Each entry must be returned exactly. None may be omitted.

Dataset entries:
***

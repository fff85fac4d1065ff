//! Attack detection and square checking
//!
//! Provides functions to check if squares are under attack and if kings are in check.
//! This module is critical for move legality validation and check detection.
//!
//! ## Algorithm
//!
//! A square is attacked when it lies in the control area of any piece of
//! the attacking color. Control areas ignore legality: an empty pawn
//! diagonal is controlled, and a pinned piece still controls its squares.

use super::control_area;
use crate::board::Board;
use crate::types::{Color, Square};

/// Check if a square is under attack by pieces of the specified color
///
/// # Examples
///
/// ```
/// use chess_engine::{Board, Color, Square};
///
/// let board = Board::standard();
/// // f3 is covered by White's g1 knight and e2/g2 pawns
/// assert!(board.is_attacked(Square::at(2, 5), Color::White));
/// assert!(!board.is_attacked(Square::at(3, 4), Color::White));
/// ```
pub fn is_square_attacked(board: &Board, square: Square, by_color: Color) -> bool {
    board
        .pieces(by_color)
        .any(|(from, piece)| control_area(board, from, piece).contains(&square))
}

/// Union (with repeats) of every control area of `color`'s pieces
pub fn control_squares(board: &Board, color: Color) -> Vec<Square> {
    board
        .pieces(color)
        .flat_map(|(from, piece)| control_area(board, from, piece))
        .collect()
}

/// Check if the king of a given color is in check
pub fn is_in_check(board: &Board, color: Color) -> bool {
    is_square_attacked(board, board.king_square(color), color.opposite())
}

***

(SOLVED EXERCISE):
repository fff85fac4d1065ff
//! Attack detection and square checking
//!
//! Provides functions to check if squares are under attack and if kings are in check.
//! This module is critical for move legality validation and check detection.
//!
//! ## Algorithm
//!
//! A square is attacked when it lies in the control area of any piece of
//! the attacking color. Control areas ignore legality: an empty pawn
//! diagonal is controlled, and a pinned piece still controls its squares.

use super::control_area;
use crate::board::Board;
use crate::types::{Color, Square};

/// Check if a square is under attack by pieces of the specified color
///
/// # Examples
///
/// ```
/// use chess_engine::{Board, Color, Square};
///
/// let board = Board::standard();
/// // f3 is covered by White's g1 knight and e2/g2 pawns
/// assert!(board.is_attacked(Square::at(2, 5), Color::White));
/// assert!(!board.is_attacked(Square::at(3, 4), Color::White));
/// ```
pub fn is_square_attacked(board: &Board, square: Square, by_color: Color) -> bool {
    board
        .pieces(by_color)
        .any(|(from, piece)| control_area(board, from, piece).contains(&square))
}

/// Union (with repeats) of every control area of `color`'s pieces
pub fn control_squares(board: &Board, color: Color) -> Vec<Square> {
    board
        .pieces(color)
        .flat_map(|(from, piece)| control_area(board, from, piece))
        .collect()
}

/// Check if the king of a given color is in check
pub fn is_in_check(board: &Board, color: Color) -> bool {
    is_square_attacked(board, board.king_square(color), color.opposite())
}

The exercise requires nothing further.